A new study found correlations between babies conceived using intracytoplasmic injection (ICSI), a male fertility treatment, and developmental disorders. Judith Shulevitz pores over the research:

“Our study shows that treatments developed to manage male infertility are associated with an increased risk for developmental disorders in the offspring,” said one of the authors of the study, Avi Reichenberg of Mount Sinai Hospital in New York and King’s College in London. An Australian study published last year also tied ICSI to autism and neurodevelopmental delay. Why would ICSI transmogrify the architecture of the fetal brain if IVF alone doesn’t? One obvious possibility is that injecting spermatozoa into the ovum lets the defective ones bypass a test that evolution devised for them: being able to break down the outer membrane of the egg so as to fertilize it. (Weak or misshapen sperm can’t do that.) Another possibility is that men who use ICSI are likely to have problematic sperm to begin with, so the problem is not with the procedure, it’s with the men who use it.

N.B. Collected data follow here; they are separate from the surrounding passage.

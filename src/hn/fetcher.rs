use std::time::Duration;

use async_trait::async_trait;
use reqwest::Client;
use serde::Deserialize;

use crate::error::{AppError, Result};
use crate::models::{Category, Story};

/// Upstream source of ranked stories.
#[async_trait]
pub trait StorySource: Send + Sync {
    async fn list_ranked_ids(&self, category: Category) -> Result<Vec<i64>>;

    async fn fetch_item(&self, id: i64) -> Result<Story>;

    /// First `limit` stories of a ranked list, fetched one after another in
    /// upstream order. Any single failure fails the whole call.
    async fn get_items(&self, category: Category, limit: usize) -> Result<Vec<Story>> {
        let ids = self.list_ranked_ids(category).await?;

        let mut stories = Vec::with_capacity(limit.min(ids.len()));
        for id in ids.into_iter().take(limit) {
            stories.push(self.fetch_item(id).await?);
        }
        Ok(stories)
    }
}

#[derive(Debug, Deserialize)]
struct HnItem {
    title: Option<String>,
    by: Option<String>,
    score: Option<i64>,
    url: Option<String>,
}

pub struct HnClient {
    client: Client,
    base_url: String,
}

impl HnClient {
    pub fn new(base_url: &str, timeout: Duration) -> Result<Self> {
        let client = Client::builder()
            .timeout(timeout)
            .connect_timeout(timeout)
            .user_agent(concat!("hn-digest/", env!("CARGO_PKG_VERSION")))
            .build()?;

        Ok(Self {
            client,
            base_url: base_url.trim_end_matches('/').to_string(),
        })
    }

    #[allow(dead_code)]
    pub async fn get_top_items(&self, limit: usize) -> Result<Vec<Story>> {
        self.get_items(Category::Top, limit).await
    }

    #[allow(dead_code)]
    pub async fn get_best_items(&self, limit: usize) -> Result<Vec<Story>> {
        self.get_items(Category::Best, limit).await
    }

    async fn get_json<T: serde::de::DeserializeOwned>(&self, path: &str) -> Result<T> {
        let url = format!("{}/{}", self.base_url, path);

        let response = self
            .client
            .get(&url)
            .send()
            .await
            .map_err(|e| AppError::UpstreamUnavailable(format!("{}: {}", url, e)))?;

        if !response.status().is_success() {
            return Err(AppError::UpstreamUnavailable(format!(
                "{}: HTTP {}",
                url,
                response.status()
            )));
        }

        response
            .json::<T>()
            .await
            .map_err(|e| AppError::UpstreamUnavailable(format!("{}: {}", url, e)))
    }
}

#[async_trait]
impl StorySource for HnClient {
    async fn list_ranked_ids(&self, category: Category) -> Result<Vec<i64>> {
        let ids: Vec<i64> = self.get_json(category.listing_path()).await?;
        tracing::debug!(%category, count = ids.len(), "Fetched ranked ids");
        Ok(ids)
    }

    async fn fetch_item(&self, id: i64) -> Result<Story> {
        // Deleted or unknown items come back as a literal `null`.
        let item: Option<HnItem> = self.get_json(&format!("item/{}.json", id)).await?;
        let item = item
            .ok_or_else(|| AppError::UpstreamUnavailable(format!("item {} not found", id)))?;

        Ok(Story {
            id,
            title: item.title,
            author: item.by,
            score: item.score,
            url: item.url,
        })
    }
}
//! Label-stratified partitioning for binary targets.
use rand::rngs::StdRng;
use rand::seq::SliceRandom;
use rand::SeedableRng;

/// Positions of the negative and positive labels, in input order.
fn by_label(y: &[bool]) -> [Vec<usize>; 2] {
    let mut groups = [Vec::new(), Vec::new()];
    for (i, &label) in y.iter().enumerate() {
        groups[usize::from(label)].push(i);
    }
    groups
}

/// Train/test partition of positions into the label vector.
#[derive(Debug, Clone, PartialEq, Eq)]
pub struct Split {
    pub train: Vec<usize>,
    pub test: Vec<usize>,
}

/// Stratified hold-out split.
///
/// Each label group contributes `round(n * test_size)` rows to the test side,
/// capped at `n - 1` so a group never leaves training entirely. Both sides
/// are returned in ascending order.
pub fn stratified_split(y: &[bool], test_size: f64, seed: u64) -> Split {
    let mut rng = StdRng::seed_from_u64(seed);
    let mut train = Vec::with_capacity(y.len());
    let mut test = Vec::new();

    for mut group in by_label(y) {
        let n = group.len();
        if n == 0 {
            continue;
        }
        group.shuffle(&mut rng);
        let n_test = ((n as f64 * test_size).round() as usize).min(n - 1);
        test.extend_from_slice(&group[..n_test]);
        train.extend_from_slice(&group[n_test..]);
    }

    train.sort_unstable();
    test.sort_unstable();
    Split { train, test }
}

/// Stratified k-fold cross-validation over binary labels.
#[derive(Debug, Clone)]
pub struct StratifiedKFold {
    n_splits: usize,
    seed: u64,
}

impl StratifiedKFold {
    pub fn new(n_splits: usize, seed: u64) -> Self {
        Self { n_splits, seed }
    }

    /// One `Split` per fold; every position is tested exactly once.
    pub fn split(&self, y: &[bool]) -> Vec<Split> {
        let mut rng = StdRng::seed_from_u64(self.seed);
        let mut folds: Vec<Vec<usize>> = vec![Vec::new(); self.n_splits];

        for mut group in by_label(y) {
            group.shuffle(&mut rng);
            let size = group.len() / self.n_splits;
            let remainder = group.len() % self.n_splits;
            let mut start = 0;
            for (i, fold) in folds.iter_mut().enumerate() {
                let end = start + size + usize::from(i < remainder);
                fold.extend_from_slice(&group[start..end]);
                start = end;
            }
        }

        (0..self.n_splits)
            .map(|i| {
                let mut test = folds[i].clone();
                let mut train: Vec<usize> = folds
                    .iter()
                    .enumerate()
                    .filter(|&(j, _)| j != i)
                    .flat_map(|(_, f)| f.iter().copied())
                    .collect();
                test.sort_unstable();
                train.sort_unstable();
                Split { train, test }
            })
            .collect()
    }
}

#[cfg(test)]
mod tests {
    use super::*;

    fn labels(n_pos: usize, n_neg: usize) -> Vec<bool> {
        let mut y = vec![true; n_pos];
        y.extend(vec![false; n_neg]);
        y
    }

    #[test]
    fn split_preserves_label_proportions() {
        let y = labels(20, 80);
        let s = stratified_split(&y, 0.3, 42);
        assert_eq!(s.test.len(), 30);
        assert_eq!(s.train.len(), 70);
        assert_eq!(s.test.iter().filter(|&&i| y[i]).count(), 6);
        assert_eq!(s.train.iter().filter(|&&i| y[i]).count(), 14);
    }

    #[test]
    fn split_is_a_partition_and_reproducible() {
        let y = labels(13, 41);
        let a = stratified_split(&y, 0.25, 9);
        let mut all: Vec<usize> = a.train.iter().chain(&a.test).copied().collect();
        all.sort_unstable();
        assert_eq!(all, (0..y.len()).collect::<Vec<_>>());
        assert_eq!(a, stratified_split(&y, 0.25, 9));
        assert_ne!(a, stratified_split(&y, 0.25, 10));
    }

    #[test]
    fn lone_positive_stays_in_training() {
        let y = labels(1, 9);
        let s = stratified_split(&y, 0.5, 0);
        assert!(s.train.contains(&0));
        assert!(s.test.iter().all(|&i| !y[i]));
    }

    #[test]
    fn kfold_tests_every_row_once() {
        let y = labels(12, 31);
        let folds = StratifiedKFold::new(5, 3).split(&y);
        assert_eq!(folds.len(), 5);
        let mut seen = vec![0; y.len()];
        for f in &folds {
            assert_eq!(f.train.len() + f.test.len(), y.len());
            for &i in &f.test {
                seen[i] += 1;
            }
            let pos = f.test.iter().filter(|&&i| y[i]).count();
            assert!(pos == 2 || pos == 3, "fold has {pos} positives");
        }
        assert!(seen.iter().all(|&c| c == 1));
    }
}
use serde::{Deserialize, Serialize};

/// Raster geometry shared by every layer of one run.
///
/// Affine, axis-aligned: `origin` is the outer corner of cell (0, 0) and
/// `pixel_height` is negative for north-up rasters. Coordinate math uses f64.
#[derive(Debug, Clone, PartialEq, Serialize, Deserialize)]
pub struct GridFrame {
    pub width: usize,
    pub height: usize,
    pub origin_x: f64,
    pub origin_y: f64,
    pub pixel_width: f64,
    pub pixel_height: f64,
    /// Coordinate reference system identifier, e.g. "EPSG:3035".
    #[serde(default)]
    pub crs: Option<String>,
}

impl GridFrame {
    pub fn new(
        width: usize,
        height: usize,
        origin_x: f64,
        origin_y: f64,
        pixel_width: f64,
        pixel_height: f64,
    ) -> Self {
        Self {
            width,
            height,
            origin_x,
            origin_y,
            pixel_width,
            pixel_height,
            crs: None,
        }
    }

    /// Unit-pixel north-up frame anchored at (0, height).
    pub fn unit(width: usize, height: usize) -> Self {
        Self::new(width, height, 0.0, height as f64, 1.0, -1.0)
    }

    pub fn with_crs(mut self, crs: impl Into<String>) -> Self {
        self.crs = Some(crs.into());
        self
    }

    /// Number of cells.
    #[inline]
    pub fn len(&self) -> usize {
        self.width * self.height
    }

    #[inline]
    pub fn is_empty(&self) -> bool {
        self.len() == 0
    }

    #[inline]
    pub fn index(&self, row: usize, col: usize) -> usize {
        row * self.width + col
    }

    #[inline]
    pub fn row_col(&self, index: usize) -> (usize, usize) {
        (index / self.width, index % self.width)
    }

    /// Map coordinates of the centre of cell (row, col).
    pub fn cell_center(&self, row: usize, col: usize) -> (f64, f64) {
        (
            self.origin_x + (col as f64 + 0.5) * self.pixel_width,
            self.origin_y + (row as f64 + 0.5) * self.pixel_height,
        )
    }

    /// Inverse transform: the cell containing map point (x, y), if inside.
    pub fn cell_at(&self, x: f64, y: f64) -> Option<(usize, usize)> {
        if self.pixel_width == 0.0 || self.pixel_height == 0.0 {
            return None;
        }
        let fc = (x - self.origin_x) / self.pixel_width;
        let fr = (y - self.origin_y) / self.pixel_height;
        if fc < 0.0 || fr < 0.0 {
            return None;
        }
        let (row, col) = (fr.floor() as usize, fc.floor() as usize);
        (row < self.height && col < self.width).then_some((row, col))
    }

    /// Describe the first difference to `other`, or None if the frames are
    /// identical. Exact comparison: alignment is the ingestion layer's job.
    pub fn mismatch(&self, other: &GridFrame) -> Option<String> {
        if self.width != other.width || self.height != other.height {
            return Some(format!(
                "shape {}x{} vs {}x{}",
                other.width, other.height, self.width, self.height
            ));
        }
        if self.origin_x != other.origin_x || self.origin_y != other.origin_y {
            return Some(format!(
                "origin ({}, {}) vs ({}, {})",
                other.origin_x, other.origin_y, self.origin_x, self.origin_y
            ));
        }
        if self.pixel_width != other.pixel_width || self.pixel_height != other.pixel_height {
            return Some(format!(
                "resolution ({}, {}) vs ({}, {})",
                other.pixel_width, other.pixel_height, self.pixel_width, self.pixel_height
            ));
        }
        if self.crs != other.crs {
            return Some(format!("crs {:?} vs {:?}", other.crs, self.crs));
        }
        None
    }
}

/// Cell value types that can carry a nodata marker.
pub trait NodataValue: Copy + PartialEq {
    fn is_nodata(self, nodata: Option<Self>) -> bool {
        nodata == Some(self)
    }
}

impl NodataValue for u8 {}
impl NodataValue for u16 {}
impl NodataValue for i32 {}

impl NodataValue for f32 {
    fn is_nodata(self, nodata: Option<Self>) -> bool {
        self.is_nan() || nodata == Some(self)
    }
}

/// A single-band raster, row-major, row 0 at the frame origin.
#[derive(Debug, Clone, Serialize, Deserialize)]
pub struct Grid<T> {
    pub frame: GridFrame,
    pub data: Vec<T>,
    #[serde(default)]
    pub nodata: Option<T>,
}

/// Raw land-cover codes.
pub type ClassGrid = Grid<i32>;
/// Continuous or categorical-encoded covariates.
pub type CovariateGrid = Grid<f32>;
/// Land mask; `1` marks usable cells.
pub type MaskGrid = Grid<u8>;

impl<T: NodataValue> Grid<T> {
    /// Create a grid filled with `fill`.
    pub fn filled(frame: GridFrame, fill: T) -> Self {
        let data = vec![fill; frame.len()];
        Self {
            frame,
            data,
            nodata: None,
        }
    }

    /// Wrap existing row-major data. Length is checked when the grid enters
    /// the feature matrix builder.
    pub fn from_vec(frame: GridFrame, data: Vec<T>) -> Self {
        Self {
            frame,
            data,
            nodata: None,
        }
    }

    pub fn with_nodata(mut self, nodata: T) -> Self {
        self.nodata = Some(nodata);
        self
    }

    #[inline]
    pub fn get(&self, row: usize, col: usize) -> T {
        self.data[self.frame.index(row, col)]
    }

    #[inline]
    pub fn set(&mut self, row: usize, col: usize, val: T) {
        let idx = self.frame.index(row, col);
        self.data[idx] = val;
    }

    #[inline]
    pub fn is_nodata_at(&self, index: usize) -> bool {
        self.data[index].is_nodata(self.nodata)
    }
}
//! Legend mapping: raw land-cover codes → simplified modeling classes.
//!
//! The built-in table follows the CORINE Land Cover level-3 nomenclature.
//! Classes 0 (null) and 999 (nodata) are sentinels: they may appear as prior
//! or posterior values but are never modeled as transition targets.
use std::collections::{BTreeMap, BTreeSet, HashMap};

use serde::{Deserialize, Serialize};

use crate::error::{PipelineError, Result};

/// Raw code as stored in the input class rasters.
pub type RawCode = i32;
/// Simplified class id (0–15, 999).
pub type ClassId = u16;

pub const NULL_CLASS: ClassId = 0;
pub const NODATA_CLASS: ClassId = 999;
pub const CROPLAND_CLASS: ClassId = 3;

/// CORINE codes that make up cropland (arable and heterogeneous agriculture).
pub const CROPLAND_CORINE_CODES: [RawCode; 6] = [211, 212, 213, 241, 242, 243];

const CORINE_TO_CLASS: [(RawCode, ClassId); 45] = [
    (111, 1),   // continuous urban fabric
    (112, 1),   // discontinuous urban fabric
    (121, 2),   // industrial or commercial units
    (122, 0),
    (123, 0),
    (124, 0),
    (131, 0),
    (132, 0),
    (133, 0),
    (141, 0),
    (142, 0),
    (211, 3),   // non-irrigated arable land
    (212, 3),
    (213, 3),
    (221, 4),   // vineyards
    (222, 4),
    (223, 4),
    (231, 5),   // pastures
    (241, 3),
    (242, 3),
    (243, 3),
    (244, 5),   // agro-forestry
    (311, 6),   // broad-leaved forest
    (312, 6),
    (313, 6),
    (321, 7),   // natural grasslands
    (322, 7),
    (323, 7),
    (324, 15),  // transitional woodland-shrub
    (331, 14),  // beaches, dunes, sands
    (332, 14),
    (333, 14),
    (334, 7),   // burnt areas
    (335, 0),
    (411, 0),
    (412, 0),
    (421, 0),
    (422, 0),
    (423, 0),
    (511, 0),
    (512, 0),
    (521, 0),
    (522, 0),
    (523, 0),
    (999, NODATA_CLASS),
];

/// True for the reserved null/nodata classes.
#[inline]
pub fn is_sentinel(class: ClassId) -> bool {
    class == NULL_CLASS || class == NODATA_CLASS
}

/// Human-readable class name for reports.
pub fn class_name(class: ClassId) -> Option<&'static str> {
    Some(match class {
        0 => "null",
        1 => "Urban",
        2 => "Industrial",
        3 => "Arable",
        4 => "PermanentCrops",
        5 => "Pastures",
        6 => "ForestsMature",
        7 => "TransWoodlandShrub",
        14 => "SHVA",
        15 => "ForestYoung",
        999 => "nodata",
        _ => return None,
    })
}

/// One declared mapping row.
#[derive(Debug, Clone, Copy, PartialEq, Eq, Serialize, Deserialize)]
pub struct LegendEntry {
    pub raw_code: RawCode,
    #[serde(alias = "simplified_class")]
    pub class: ClassId,
}

impl LegendEntry {
    pub fn new(raw_code: RawCode, class: ClassId) -> Self {
        Self { raw_code, class }
    }
}

/// A validated mapping table: each raw code maps to exactly one class.
#[derive(Debug, Clone, PartialEq, Serialize)]
pub struct LegendTable {
    map: BTreeMap<RawCode, ClassId>,
}

impl LegendTable {
    /// Build a table from declared entries. Repeating a code with the same
    /// class is accepted; repeating it with another class is ambiguous.
    pub fn from_entries(entries: &[LegendEntry]) -> Result<Self> {
        let mut map = BTreeMap::new();
        for entry in entries {
            match map.insert(entry.raw_code, entry.class) {
                Some(prev) if prev != entry.class => {
                    return Err(PipelineError::AmbiguousMapping {
                        code: entry.raw_code,
                        first: prev,
                        second: entry.class,
                    });
                }
                _ => {}
            }
        }
        Ok(Self { map })
    }

    /// The CORINE Land Cover table.
    pub fn corine() -> Self {
        Self {
            map: CORINE_TO_CLASS.iter().copied().collect(),
        }
    }

    pub fn len(&self) -> usize {
        self.map.len()
    }

    pub fn is_empty(&self) -> bool {
        self.map.is_empty()
    }

    pub fn get(&self, code: RawCode) -> Option<ClassId> {
        self.map.get(&code).copied()
    }

    pub fn entries(&self) -> impl Iterator<Item = LegendEntry> + '_ {
        self.map.iter().map(|(&raw_code, &class)| LegendEntry { raw_code, class })
    }

    /// Check completeness against the codes observed in the rasters and
    /// return the raw → simplified translation.
    ///
    /// Every missing code is reported at once, in ascending order.
    pub fn translator<I>(&self, observed: I) -> Result<Translator>
    where
        I: IntoIterator<Item = RawCode>,
    {
        let observed: BTreeSet<RawCode> = observed.into_iter().collect();
        let missing: Vec<RawCode> = observed
            .iter()
            .copied()
            .filter(|code| !self.map.contains_key(code))
            .collect();
        if !missing.is_empty() {
            return Err(PipelineError::UnmappedCode { codes: missing });
        }
        let map = observed
            .into_iter()
            .filter_map(|code| self.get(code).map(|class| (code, class)))
            .collect();
        Ok(Translator { map })
    }
}

/// Raw → simplified lookup restricted to codes known to be present.
#[derive(Debug, Clone)]
pub struct Translator {
    map: HashMap<RawCode, ClassId>,
}

impl Translator {
    #[inline]
    pub fn translate(&self, code: RawCode) -> Option<ClassId> {
        self.map.get(&code).copied()
    }
}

Alexandra Sifferlin chats with Sven Sandin, the lead author of the study:

Sandin says despite the slightly increased relative risk he and his team found when comparing IVF and naturally conceived children, the absolute risk of problems with IVF remain small. And most of the added problems appeared to be associated with certain infertility procedures. “The risk should however be considered, together with the clinician, to be treatment-specific,” he says.